La démocratie parlementaire est un système de gouvernement constitutionnel. Ce régime politique, inspiré du système de Westminster britannique, a également développé certaines caractéristiques uniques au Canada. Le Canada est une démocratie libérale : un État dans lequel les pouvoirs exécutifs sont restreints et les droits et libertés des personnes sont protégés. Outre la Constitution, principalement la Loi constitutionnelle de 1867, la Loi constitutionnelle de 1982 et la Charte canadienne des droits et libertés, la démocratie parlementaire au Canada repose sur les conventions constitutionnelles, les partis politiques, le système électoral et le droit de vote.

Contexte : le Canada et le système de Westminster
Le système de Westminster désigne le système parlementaire du Royaume-Uni. Il subit d’importantes modifications au fil du temps. Lorsque les politicologues évoquent le système de Westminster, ils font généralement référence au système qui existe également dans de nombreuses anciennes colonies britanniques. (Voir Commonwealth.)

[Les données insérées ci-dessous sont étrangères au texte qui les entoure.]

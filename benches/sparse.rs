/*
 * SPDX-FileCopyrightText: 2023 Inria
 * SPDX-FileCopyrightText: 2023 Sebastiano Vigna
 *
 * SPDX-License-Identifier: Apache-2.0 OR LGPL-2.1-or-later
 */

use criterion::{criterion_group, criterion_main, BenchmarkId, Criterion};
use ndarray::{Array2, Zip};
use rand::rngs::SmallRng;
use rand::{Rng, SeedableRng};
use rle_bitmap::prelude::*;
use std::hint::black_box;
use std::time::Duration;

const ROWS: usize = 480;
const COLS: usize = 640;

fn gen_image(seed: u64, density: f64) -> Array2<bool> {
    let mut rng = SmallRng::seed_from_u64(seed);
    Array2::from_shape_simple_fn((ROWS, COLS), || rng.random_bool(density))
}

fn bench_eval(c: &mut Criterion) {
    let mut group = c.benchmark_group("and");
    for density in [0.001, 0.01, 0.1] {
        let a = gen_image(0, density);
        let b = gen_image(1, density);
        let sparse_a = SparseBitmap::from_dense(a.view()).unwrap();
        let sparse_b = SparseBitmap::from_dense(b.view()).unwrap();
        let mut out = Array2::from_elem((ROWS, COLS), false);

        group.bench_function(BenchmarkId::new("dense", density), |bench| {
            bench.iter(|| {
                Zip::from(&mut out)
                    .and(&a)
                    .and(&b)
                    .for_each(|out, &a, &b| *out = a && b);
                black_box(&out);
            })
        });
        group.bench_function(BenchmarkId::new("sparse_dense", density), |bench| {
            let op = BinaryOp::new(&sparse_a, &b, And);
            bench.iter(|| black_box(op.evaluate_to(out.view_mut()).unwrap()))
        });
        group.bench_function(BenchmarkId::new("sparse_sparse", density), |bench| {
            let op = BinaryOp::sparse(&sparse_a, &sparse_b, And);
            bench.iter(|| black_box(op.evaluate_to(out.view_mut()).unwrap()))
        });
    }
    group.finish();
}

fn bench_correlate(c: &mut Criterion) {
    let mut group = c.benchmark_group("correlate");
    let kernel = Array2::from_elem((7, 7), 1.0_f32);
    for density in [0.001, 0.01, 0.1] {
        let bitmap = SparseBitmap::from_dense(gen_image(2, density).view()).unwrap();
        let mut out = Array2::zeros((ROWS, COLS));
        group.bench_function(BenchmarkId::new("7x7", density), |bench| {
            bench.iter(|| {
                out.fill(0.0);
                correlate(&bitmap, kernel.view(), out.view_mut()).unwrap();
                black_box(&out);
            })
        });
    }
    group.finish();
}

fn bench_iter(c: &mut Criterion) {
    let mut group = c.benchmark_group("iter");
    for density in [0.001, 0.01, 0.1] {
        let bitmap = SparseBitmap::from_dense(gen_image(3, density).view()).unwrap();
        group.bench_function(BenchmarkId::new("pixels", density), |bench| {
            bench.iter(|| black_box(bitmap.iter().fold(0, |acc, (r, c)| acc ^ r ^ c)))
        });
        group.bench_function(BenchmarkId::new("popcount", density), |bench| {
            bench.iter(|| black_box(bitmap.popcount()))
        });
    }
    group.finish();
}

criterion_group! {
    name = benches;
    config = Criterion::default().warm_up_time(Duration::from_secs(1)).measurement_time(Duration::from_secs(3));
    targets = bench_eval, bench_correlate, bench_iter
}
criterion_main!(benches);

Le système présente plusieurs caractéristiques principales. La plus importante étant peut-être le principe de la suprématie parlementaire. Autrement dit, c’est le Parlement qui est suprême, et non un individu en particulier. Ce principe est étroitement lié à celui du gouvernement responsable. Selon ce principe, le pouvoir exécutif, le premier ministre et le cabinet, est responsable devant le reste de la Chambre des communes. Par conséquent, si le parti au pouvoir perd la confiance de la Chambre, il n’est plus en mesure de fonctionner et de nouvelles élections doivent être organisées.

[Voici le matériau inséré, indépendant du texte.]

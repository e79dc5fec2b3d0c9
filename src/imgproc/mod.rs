/*
 * SPDX-FileCopyrightText: 2023 Inria
 * SPDX-FileCopyrightText: 2023 Sebastiano Vigna
 *
 * SPDX-License-Identifier: Apache-2.0 OR LGPL-2.1-or-later
 */

//! Image-processing operators exploiting sparsity.

mod correlate;
pub use correlate::correlate;
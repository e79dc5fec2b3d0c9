/*
 * SPDX-FileCopyrightText: 2023 Inria
 * SPDX-FileCopyrightText: 2023 Sebastiano Vigna
 *
 * SPDX-License-Identifier: Apache-2.0 OR LGPL-2.1-or-later
 */

use rand::rngs::SmallRng;
use rand::{Rng, SeedableRng};
use rle_bitmap::prelude::*;

#[test]
fn test_varint_stream() -> Result<()> {
    const N: usize = 100_000;
    let mut r = SmallRng::seed_from_u64(0);
    let mut values = Vec::with_capacity(N);
    let mut buffer = vec![0_u8; N * 10];
    let mut written = 0;

    for _ in 0..N {
        // Spread the values over all possible lengths
        let bits = r.random_range(0..=64);
        let value = if bits == 0 {
            0
        } else {
            r.random::<u64>() >> (64 - bits)
        };
        let len = encode_varint(value, &mut buffer[written..])?;
        assert_eq!(len, len_varint(value));
        written += len;
        values.push(value);
    }

    let mut pos = 0;
    for &value in &values {
        let (decoded, len) = decode_varint::<u64>(&buffer[pos..written])?;
        assert_eq!(decoded, value);
        pos += len;
    }
    assert_eq!(pos, written);
    Ok(())
}

#[test]
fn test_varint_widths() -> Result<()> {
    let mut buffer = [0_u8; 19];
    let len = encode_varint(u128::MAX, &mut buffer)?;
    assert_eq!(len, 19);
    assert_eq!(decode_varint::<u128>(&buffer)?, (u128::MAX, 19));

    let len = encode_varint(u16::MAX, &mut buffer)?;
    assert_eq!(buffer[..len], [0xFF, 0xFF, 0x03]);
    assert_eq!(decode_varint::<u16>(&buffer[..len])?, (u16::MAX, 3));
    assert_eq!(decode_varint::<u32>(&buffer[..len])?, (u16::MAX as u32, 3));
    assert!(matches!(
        decode_varint::<u8>(&buffer[..len]),
        Err(Error::Overflow { bits: 8, .. })
    ));
    Ok(())
}

#[test]
fn test_varint_errors() {
    let mut r = SmallRng::seed_from_u64(1);
    for _ in 0..1000 {
        let value = r.random::<u64>() | 1 << 63;
        let mut buffer = [0_u8; 10];
        let len = len_varint(value);
        assert_eq!(len, 10);
        let capacity = r.random_range(0..len);
        assert_eq!(
            encode_varint(value, &mut buffer[..capacity]),
            Err(Error::BufferTooSmall { capacity })
        );
        assert_eq!(encode_varint(value, &mut buffer), Ok(len));
        let truncated = r.random_range(0..len);
        assert_eq!(
            decode_varint::<u64>(&buffer[..truncated]),
            Err(Error::TruncatedInput {
                position: truncated
            })
        );
    }
}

Une autre caractéristique clé est la nature intégrée du parlement. Au Royaume-Uni, le parlement est composé de la Chambre des communes, de la Chambre des lords et de la Couronne. De même, au Canada, le parlement est composé de la Chambre des communes (la Chambre basse), du Sénat (la Chambre haute) et de la Couronne (représentée par le gouverneur général). Les lois sont promulguées lorsqu’elles sont acceptées par ces trois organes.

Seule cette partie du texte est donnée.